■ **Information supplied**
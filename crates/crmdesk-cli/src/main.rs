//! CrmDesk CLI entry point.

use clap::Parser;
use tracing_subscriber::EnvFilter;

mod commands;
mod output;
mod token;

use commands::Cli;

#[tokio::main]
async fn main() {
    tracing_subscriber::fmt()
        .with_env_filter(
            EnvFilter::try_from_default_env().unwrap_or_else(|_| EnvFilter::new("warn")),
        )
        .init();

    let cli = Cli::parse();

    if let Err(e) = cli.execute().await {
        output::print_error(&e.to_string());
        std::process::exit(1);
    }
}
//! The acting identity behind one request.

use serde::{Deserialize, Serialize};

use crmdesk_entity::staff::{Role, StaffUser};

/// The authenticated identity performing an operation.
///
/// Loaded fresh for every request by [`crate::SessionResolver`]; never
/// cached across calls, so it always reflects the stored role assignment.
#[derive(Debug, Clone, Serialize, Deserialize)]
pub struct Principal {
    /// Staff user id.
    pub id: i64,
    /// Unique login name.
    pub username: String,
    /// Human-readable display name.
    pub display_name: String,
    /// Assigned role.
    pub role: Role,
}

impl Principal {
    /// Whether this principal holds the management role.
    pub fn is_management(&self) -> bool {
        self.role.is_management()
    }
}

impl From<&StaffUser> for Principal {
    fn from(staff: &StaffUser) -> Self {
        Self {
            id: staff.id,
            username: staff.username.clone(),
            display_name: staff.display_name(),
            role: staff.role,
        }
    }
}
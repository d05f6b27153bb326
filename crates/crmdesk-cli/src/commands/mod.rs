//! CLI command definitions and dispatch.

pub mod auth;
pub mod client;
pub mod contract;
pub mod event;
pub mod migrate;
pub mod staff;

use clap::{Parser, Subcommand};

use crmdesk_auth::SessionResolver;
use crmdesk_auth::jwt::TokenDecoder;
use crmdesk_auth::rbac::require_authenticated;
use crmdesk_core::config::AppConfig;
use crmdesk_core::error::AppError;
use crmdesk_database::{DatabasePool, UnitOfWork};
use crmdesk_service::RequestContext;

use crate::output::OutputFormat;
use crate::token;

/// CrmDesk — back-office records manager
#[derive(Debug, Parser)]
#[command(name = "crmdesk", version, about, long_about = None)]
pub struct Cli {
    /// Path to configuration file
    #[arg(short, long, default_value = "config/default")]
    pub config: String,

    /// Output format
    #[arg(short, long, value_enum, default_value = "table")]
    pub format: OutputFormat,

    /// Subcommand to execute
    #[command(subcommand)]
    pub command: Commands,
}

/// Top-level commands
#[derive(Debug, Subcommand)]
pub enum Commands {
    /// Log in and store a bearer credential
    Login(auth::LoginArgs),
    /// Delete the stored bearer credential
    Logout,
    /// Show the identity behind the stored credential
    Whoami,
    /// Staff account management
    Staff(staff::StaffArgs),
    /// Client management
    Client(client::ClientArgs),
    /// Contract management
    Contract(contract::ContractArgs),
    /// Event management
    Event(event::EventArgs),
    /// Create or update the database schema
    Migrate,
}

impl Cli {
    /// Execute the CLI command
    pub async fn execute(&self) -> Result<(), AppError> {
        let config = AppConfig::load(&self.config)?;
        match &self.command {
            Commands::Login(args) => auth::login(args, &config).await,
            Commands::Logout => auth::logout(),
            Commands::Whoami => auth::whoami(&config).await,
            Commands::Staff(args) => staff::execute(args, &config, self.format).await,
            Commands::Client(args) => client::execute(args, &config, self.format).await,
            Commands::Contract(args) => contract::execute(args, &config, self.format).await,
            Commands::Event(args) => event::execute(args, &config, self.format).await,
            Commands::Migrate => migrate::execute(&config).await,
        }
    }
}

/// Helper: open the database pool from config
pub async fn open_pool(config: &AppConfig) -> Result<sqlx::SqlitePool, AppError> {
    let pool = DatabasePool::connect(&config.database).await?;
    Ok(pool.into_pool())
}

/// Helper: resolve the stored credential into an authenticated request
/// context. Authentication is decided here, before any command logic runs.
pub async fn resolve_context(
    config: &AppConfig,
    uow: &mut UnitOfWork,
) -> Result<RequestContext, AppError> {
    let stored = token::read()?;
    let resolver = SessionResolver::new(TokenDecoder::new(&config.auth));
    let principal = resolver.resolve(uow.conn(), stored.as_deref()).await?;
    let principal = require_authenticated(principal)?;
    Ok(RequestContext::new(principal))
}

/// Helper: prompt for a required text value when the flag was not given
pub fn prompt_text(flag: &Option<String>, prompt: &str) -> Result<String, AppError> {
    match flag {
        Some(value) => Ok(value.clone()),
        None => dialoguer::Input::new()
            .with_prompt(prompt)
            .interact_text()
            .map_err(|e| AppError::internal(format!("Input error: {e}"))),
    }
}

/// Helper: prompt for a password when the flag was not given
pub fn prompt_password(flag: &Option<String>, prompt: &str, confirm: bool) -> Result<String, AppError> {
    match flag {
        Some(value) => Ok(value.clone()),
        None => {
            let mut input = dialoguer::Password::new().with_prompt(prompt);
            if confirm {
                input = input.with_confirmation("Confirm password", "Passwords do not match");
            }
            input
                .interact()
                .map_err(|e| AppError::internal(format!("Input error: {e}")))
        }
    }
}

■ **Exercise objective**
Copy every line of the entries in which "main" can be found.

■ **Worked solution**
filename crates/crmdesk-cli/src/main.rs
#[tokio::main]
async fn main() {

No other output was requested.